Women often took IN work...sewing, ironing, washing, etc.. or they did after-hours cleaning. The immigrant women were relegated to sweatshop work, because they were timid, & many did not speak English well, or they had no room in their tenements to DO take-in work.
Women were expected to do all the child-rearing, keep the house, cook, clean, do laundry and of course be "available" to their man whenever he wanted.
That schedule is pretty daunting, without being "out there" competing in the job-world for less money than a man would make, doing the same job.
Men were paid more because the perception was that THEY supported a family, and women worked because they were bored housewives, old-maid spinsters, too homely to "catch" a man, or just wanted "extra money".

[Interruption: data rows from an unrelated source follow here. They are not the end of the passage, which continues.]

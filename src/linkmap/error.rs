// Mon Oct 19 2026 - Alex

use std::path::PathBuf;
use thiserror::Error;

#[derive(Error, Debug)]
pub enum LinkMapError {
    #[error("Link map not found: {0:?}")]
    NotFound(PathBuf),
    #[error("IO error: {0}")]
    Io(#[from] std::io::Error),
}
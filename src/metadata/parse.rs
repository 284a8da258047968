use once_cell::sync::Lazy;
use regex::Regex;
use scraper::{Html, Selector};
use url::Url;

use crate::metadata::types::Metadata;

const TITLE_KEYS: [&str; 2] = ["og:title", "twitter:title"];
const DESCRIPTION_KEYS: [&str; 3] = ["og:description", "twitter:description", "description"];
const IMAGE_KEYS: [&str; 4] = ["og:image", "og:image:url", "twitter:image", "twitter:image:src"];

/// `![alt](https://...)`
static MARKDOWN_IMAGE_REGEX: Lazy<Regex> = Lazy::new(|| {
    Regex::new(r"!\[[^\]]*\]\((https?://[^)\s]+)\)").expect("Failed to compile markdown image regex")
});

/// Bare image link, optional query string
static IMAGE_URL_REGEX: Lazy<Regex> = Lazy::new(|| {
    Regex::new(r"https?://[^\s)]+?\.(?:png|jpe?g|webp)(?:\?[^\s)]*)?")
        .expect("Failed to compile image url regex")
});

/// Ordered candidates, first value that is non-empty after trimming wins.
pub fn first_non_empty<I, S>(candidates: I) -> String
where
    I: IntoIterator<Item = S>,
    S: AsRef<str>,
{
    candidates
        .into_iter()
        .map(|c| c.as_ref().trim().to_string())
        .find(|c| !c.is_empty())
        .unwrap_or_default()
}

/// Content of the first `<meta>` whose `property` (or failing that `name`) is `key`.
fn meta_content(document: &Html, key: &str) -> String {
    let key = key.replace('"', "\\\"");
    let lookups = ["property", "name"].map(|attr| {
        Selector::parse(&format!(r#"meta[{attr}="{key}"]"#))
            .ok()
            .and_then(|selector| {
                document
                    .select(&selector)
                    .next()
                    .and_then(|el| el.value().attr("content"))
                    .map(str::to_string)
            })
            .unwrap_or_default()
    });
    first_non_empty(lookups)
}

fn first_meta(document: &Html, keys: &[&str]) -> String {
    first_non_empty(keys.iter().map(|key| meta_content(document, key)))
}

fn title_text(document: &Html) -> String {
    let Ok(selector) = Selector::parse("title") else {
        return String::new();
    };
    document
        .select(&selector)
        .next()
        .map(|el| el.text().collect::<String>())
        .unwrap_or_default()
}

/// Resolve `candidate` against `base` unless it is already absolute.
/// Anything that fails to resolve comes back unchanged.
pub fn resolve_maybe_relative(base: &str, candidate: &str) -> String {
    let candidate = candidate.trim();
    if candidate.is_empty() {
        return String::new();
    }
    if Url::parse(candidate).is_ok() {
        return candidate.to_string();
    }
    match Url::parse(base).and_then(|base| base.join(candidate)) {
        Ok(resolved) => resolved.to_string(),
        Err(_) => candidate.to_string(),
    }
}

/// Value of the first `Title: ...` line, as rendered by the text proxy.
pub fn parse_title_line(text: &str) -> String {
    text.lines()
        .map(str::trim)
        .find_map(|line| line.strip_prefix("Title:"))
        .map(|title| title.trim().to_string())
        .unwrap_or_default()
}

/// First markdown image, else the first bare png/jpg/jpeg/webp link.
pub fn extract_first_image_url(text: &str) -> String {
    if let Some(caps) = MARKDOWN_IMAGE_REGEX.captures(text) {
        if let Some(m) = caps.get(1) {
            return m.as_str().trim_end_matches(')').to_string();
        }
    }
    IMAGE_URL_REGEX
        .find(text)
        .map(|m| m.as_str().trim_end_matches(')').to_string())
        .unwrap_or_default()
}

/// Best-effort title/description/image from a fetched body.
///
/// OG and twitter-card tags first, then `<title>`. When no image turns up the
/// body is also scanned as plain text/markdown, which only fills in fields
/// that are still empty. `base_url` is used to absolutize relative images.
pub fn parse_page(body: &str, base_url: &str) -> Metadata {
    let document = Html::parse_document(body);

    let title = first_non_empty([first_meta(&document, &TITLE_KEYS), title_text(&document)]);
    let description = first_meta(&document, &DESCRIPTION_KEYS);
    let mut image = first_meta(&document, &IMAGE_KEYS);
    if !image.is_empty() {
        image = resolve_maybe_relative(base_url, &image);
    }

    let mut meta = Metadata {
        title,
        description,
        image,
        ..Default::default()
    };

    if meta.image.is_empty() {
        if meta.title.is_empty() {
            meta.title = parse_title_line(body);
        }
        meta.image = extract_first_image_url(body);
    }

    meta
}
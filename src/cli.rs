use clap::{Parser, Subcommand};
use std::path::PathBuf;

#[derive(Parser, Debug)]
#[command(version, about, long_about = None)]
pub struct Args {
    /// Path to config.yaml (defaults are used when missing)
    #[clap(short, long, global = true)]
    pub config: Option<PathBuf>,

    #[command(subcommand)]
    pub command: Command,
}

#[derive(Subcommand, Debug)]
pub enum Command {
    /// Start the HTTP api
    Daemon {},

    /// Fetch title, description and preview image for a url
    Meta {
        /// a url
        url: String,
    },
}
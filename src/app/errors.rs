use crate::{links::LinkError, metadata::FetchError};

#[derive(thiserror::Error, Debug)]
pub enum AppError {
    #[error("url is required")]
    MissingUrl,

    #[error("{0}")]
    InvalidUrl(String),

    #[error("failed to fetch metadata: {0}")]
    Fetch(#[from] FetchError),

    #[error("unexpected error: {0:?}")]
    Other(#[from] anyhow::Error),
}

impl From<LinkError> for AppError {
    fn from(err: LinkError) -> Self {
        match err {
            LinkError::InvalidUrl(msg) => AppError::InvalidUrl(msg),
        }
    }
}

No one took note of the fact that for DECADES now, one salary has not been enough to support a family, OR that MILLIONS of women re now MORE educated and qualified than a lot of men, and that many men have bailed on families & Mom IS the sole support of the family.
The movies & books still play up the angle that women do not "need" to work, and the ones who do are often "in it" for self-gratification...not from necessity.
For the young ones here who were not around bck then, take a hard look at "Mad Men". That's as true a representation as there is, of how it really was for women ..and that whole thing continued WAAAAY into the 1970's.
The one quibble I have about Mad Men is that they are almost too nice to the women. Most women I knew in the labor force back then were totally dismissed by the men they worked with, and other than the few who were hit upon mercilessly, and treated like workplace whores, most were just as valuable as the carpeting, drapes or furniture in the place.. totally replaceable.
Teaching was one of the few occupations (the other one was nursing) that "respectable" young women went to college to do.
Being unmarried was often a part of the requirement, because then they would always be available to do extra after-hours tutoring & mentoring, and they could also be paid less because with no family to support they did not NEED to earn more.
Until the late '70's it was pretty common for women to go to college to find a husband, and failing that, they would have a teaching certificate or nursing degree to "fall back on" until they DID find a man.
The Women's Movement was ALL about changing this perception, and it has, to some degree, but all you have to do is go to the movies, and the "olden days" are still there.. Even the brightest, cutest, most successful woman is still portrayed as unhappy, unworthy, and downright neurotic, until she meets "Mr. Right" & has (or tries to) have a baby.
The old myth of women being the "weaker sex/fair sex/delicate flowers of womanhood/etc" persists, and is the bedrock of rightwing philosophy. The LAST thing these people want is a bunch of capable women in charge and running things.